Les entreprises, les ménages et le secteur public, lorsqu’ils achètent, vendent ou fixent un prix, n’intègrent pas naturellement le coût des nuisances qu’ils causent à l’environnement, et très peu la pénurie future des énergies et des matières premières.
La fiscalité environnementale vise donc à intégrer dans le coût supporté par chaque
acteur économique les coûts sociaux et environnementaux qu’il occasionne afin
d’obtenir un changement des comportements. Avec quel succès ?

L’écofiscalité peut apparaître comme un moyen de modifier les comportements dans un sens plus favorable à l’environnement, et de stimuler l’innovation (produits et procédés de fabrication moins polluants). Ce recours à la fiscalité environnementale est aussi justifié par le principe du « pollueur-payeur ».

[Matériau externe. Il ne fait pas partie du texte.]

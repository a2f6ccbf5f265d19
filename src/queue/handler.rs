// src/queue/handler.rs

//! The contract between the executor and application-provided job handlers.

use crate::queue::job::Job;
use async_trait::async_trait;
use thiserror::Error;
use tokio_util::sync::CancellationToken;

/// How a handler reports failure. Retryable errors go through the backoff
/// schedule; permanent errors mark the job `failed` immediately regardless of
/// remaining attempts.
#[derive(Error, Debug, Clone, PartialEq, Eq)]
pub enum JobError {
    #[error("retryable: {0}")]
    Retryable(String),

    #[error("permanent: {0}")]
    Permanent(String),
}

/// One handler instance exists per job type. The executor serializes
/// invocations per type; a handler may still parallelize internally.
#[async_trait]
pub trait JobHandler: Send + Sync {
    /// Processes one claimed job. Implementations should watch `cancel` and
    /// return early on shutdown; a cancelled job is reclaimed later by the
    /// visibility-timeout reaper.
    async fn handle(&self, job: &Job, cancel: CancellationToken) -> Result<(), JobError>;
}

Ainsi, via leur contribution fiscale, les pollueurs participent en effet au financement des mesures de prévention, de réduction et de lutte contre la pollution. À noter qu’il existe également des dépenses fiscales favorables ou défavorables à l’environnement.

Évolution des émissions françaises de gaz à effet de serre depuis 1990 et objectifs des budgets carbone
Répartition de la fiscalité environnementale par catégorie d’assiette et par instrument fiscal – périmètre Eurostat (2016)
Une fiscalité injuste

Le renforcement continu des objectifs climatiques de la France a justifié un recours toujours plus grand à la fiscalité carbone afin d’inciter les ménages et les entreprises à modifier leurs comportements. En 2019, un rapport du ministère de l’Économie et des Finances indiquait que les ménages français avaient acquitté en moyenne 915 euros de fiscalité énergétique pour leur logement et leur véhicule.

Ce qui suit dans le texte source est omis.